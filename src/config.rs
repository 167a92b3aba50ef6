//! Runtime configuration.
//!
//! Loaded from environment variables, with command-line flags taking
//! precedence. Every value has a default.

use std::env;
use std::str::FromStr;
use std::time::Duration;
use thiserror::Error;

use crate::worker::{Backoff, WorkerSettings};

#[derive(Debug, Error, PartialEq, Eq)]
pub enum ConfigError {
    #[error("invalid value '{value}' for {key}")]
    Invalid { key: String, value: String },

    #[error("flag {0} expects a value")]
    MissingValue(String),

    #[error("unknown flag {0}")]
    UnknownFlag(String),
}

#[derive(Debug, Clone, PartialEq, Eq)]
pub struct Config {
    /// Base URL of the scoring service.
    pub accrual_address: String,
    /// Budget of each job, counted from submission.
    pub job_timeout: Duration,
    /// Delay after the first 429 in a row.
    pub rate_limit_backoff: Duration,
    /// Ceiling for the doubling delay after consecutive 429s.
    pub rate_limit_backoff_max: Duration,
    /// Pause between polls that did not reach a terminal status.
    pub poll_interval: Duration,
    /// Cap on concurrently running workers; unbounded when unset.
    pub max_concurrent_jobs: Option<usize>,
    /// Per-request timeout of the scoring client.
    pub http_timeout: Duration,
}

impl Default for Config {
    fn default() -> Self {
        Self {
            accrual_address: "http://localhost:8081".to_string(),
            job_timeout: Duration::from_secs(10),
            rate_limit_backoff: Duration::from_secs(1),
            rate_limit_backoff_max: Duration::from_secs(1),
            poll_interval: Duration::ZERO,
            max_concurrent_jobs: None,
            http_timeout: Duration::from_secs(5),
        }
    }
}

impl Config {
    /// Read the process environment.
    pub fn from_env() -> Result<Self, ConfigError> {
        Self::from_vars(|key| env::var(key).ok())
    }

    /// Build from any variable source; `lookup` returns `None` for unset keys.
    pub fn from_vars(lookup: impl Fn(&str) -> Option<String>) -> Result<Self, ConfigError> {
        let defaults = Self::default();

        let rate_limit_backoff = millis(&lookup, "RATE_LIMIT_BACKOFF_MS")?
            .unwrap_or(defaults.rate_limit_backoff);

        Ok(Self {
            accrual_address: lookup("ACCRUAL_SYSTEM_ADDRESS")
                .filter(|v| !v.trim().is_empty())
                .map(|v| normalize_address(&v))
                .unwrap_or(defaults.accrual_address),
            job_timeout: parse::<u64>(&lookup, "JOB_TIMEOUT_SECS")?
                .map(Duration::from_secs)
                .unwrap_or(defaults.job_timeout),
            rate_limit_backoff,
            // without an explicit ceiling the backoff stays fixed
            rate_limit_backoff_max: millis(&lookup, "RATE_LIMIT_BACKOFF_MAX_MS")?
                .unwrap_or(rate_limit_backoff),
            poll_interval: millis(&lookup, "POLL_INTERVAL_MS")?.unwrap_or(defaults.poll_interval),
            max_concurrent_jobs: parse::<usize>(&lookup, "MAX_CONCURRENT_JOBS")?
                .filter(|n| *n > 0),
            http_timeout: parse::<u64>(&lookup, "HTTP_TIMEOUT_SECS")?
                .map(Duration::from_secs)
                .unwrap_or(defaults.http_timeout),
        })
    }

    /// Apply command-line flags on top of the loaded values.
    ///
    /// Recognizes `-r <address>` for the scoring service. Returns the
    /// remaining positional arguments.
    pub fn apply_args<I>(&mut self, args: I) -> Result<Vec<String>, ConfigError>
    where
        I: IntoIterator<Item = String>,
    {
        let mut positional = Vec::new();
        let mut args = args.into_iter();
        while let Some(arg) = args.next() {
            match arg.as_str() {
                "-r" => {
                    let value = args
                        .next()
                        .ok_or_else(|| ConfigError::MissingValue(arg.clone()))?;
                    self.accrual_address = normalize_address(&value);
                }
                flag if flag.starts_with('-') && flag.len() > 1 => {
                    return Err(ConfigError::UnknownFlag(flag.to_string()));
                }
                _ => positional.push(arg),
            }
        }
        Ok(positional)
    }

    pub fn worker_settings(&self) -> WorkerSettings {
        WorkerSettings {
            backoff: Backoff::new(self.rate_limit_backoff, self.rate_limit_backoff_max),
            poll_interval: self.poll_interval,
        }
    }
}

/// Accept a bare `host:port` as well as a full URL.
fn normalize_address(value: &str) -> String {
    let value = value.trim();
    if value.starts_with("http://") || value.starts_with("https://") {
        value.to_string()
    } else {
        format!("http://{value}")
    }
}

fn parse<T: FromStr>(
    lookup: &impl Fn(&str) -> Option<String>,
    key: &str,
) -> Result<Option<T>, ConfigError> {
    let Some(value) = lookup(key) else {
        return Ok(None);
    };
    value
        .trim()
        .parse()
        .map(Some)
        .map_err(|_| ConfigError::Invalid {
            key: key.to_string(),
            value,
        })
}

fn millis(
    lookup: &impl Fn(&str) -> Option<String>,
    key: &str,
) -> Result<Option<Duration>, ConfigError> {
    Ok(parse::<u64>(lookup, key)?.map(Duration::from_millis))
}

*WHAT YOU ARE ASKED TO DO:*
Only lines containing the string "UnknownFlag" belong in the answer; find them in the data above and copy them.

*YOUR RESPONSE:*
    UnknownFlag(String),
                    return Err(ConfigError::UnknownFlag(flag.to_string()));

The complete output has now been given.